On the other hand! Over at The Atlantic, I'm throughly sympathetic to Conor Friedersdorf's point that Pawlenty's answer is refreshingly normal. Politicians are people too, and sometimes they don't have the best answer for everything.
In the same way that romantic comedies shape our expectations about relationships in unrealistic ways -- "I knew from the first time I saw him that we'd spend our lives together" -- the conventions of presidential elections cause us to imagine that there should be some compelling narrative version of what brought someone into the race.

I'd like to place the correct answer somewhere in between the two. Candidates should be honest about the intentions and motivations of their candidacy, but that the same time need to offer voters a vision or platform to get behind.

The best answer Pawlenty (or any candidate) could have given, would have been something along the lines of "I can't give you the exact moment I decided that I wanted to run for the presidency, but I can tell you that my decision was ultimately cemented by the vision and leadership I can offer the American people."

Good salesmanship doesn't always equal dishonesty, but bad salesmanship does make your honesty harder to swallow.

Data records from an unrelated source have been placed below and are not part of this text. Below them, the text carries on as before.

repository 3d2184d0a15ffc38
use anyhow::Result;
use diesel::{
    Connection, PgConnection,
    connection::CacheSize,
    r2d2::{ConnectionManager, CustomizeConnection, Error as R2d2Error, Pool},
};

#[derive(Debug, Default)]
struct DisablePreparedStatements;

impl CustomizeConnection<PgConnection, R2d2Error> for DisablePreparedStatements {
    fn on_acquire(&self, conn: &mut PgConnection) -> std::result::Result<(), R2d2Error> {
        conn.set_prepared_statement_cache_size(CacheSize::Disabled);
        Ok(())
    }
}

pub type PgPoolSquad = Pool<ConnectionManager<PgConnection>>;

pub fn establish_connection(database_url: &str) -> Result<PgPoolSquad> {
    let manager = ConnectionManager::<PgConnection>::new(database_url);
    let pool = Pool::builder()
        .connection_customizer(Box::new(DisablePreparedStatements::default()))
        .build(manager)?;
    Ok(pool)
}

UPDATE: I think Daniel Larison gets to the underlying point of Klein's Pawlenty critique:
Pawlenty’s candidacy doesn’t have any obvious rationale. In fact, the former Minnesota governor has trouble coming up with a reason why he is running at all. He doesn’t unnerve any major constituency in the party in the way that Huntsman does and Daniels did, but he isn’t that closely identified with any of them. He inspires neither intense loyalty nor especially strong dislike. (Bold mine - JG)
It's not so much that Pawlenty's answer to Michael Crowley wasn't that compelling, but rather the rationale for Pawlenty's campaign as a whole is underwhelming. Klein's critique of Pawlenty's answer isn't valid on the answer itself, as it is on the overall motivations of his candidacy.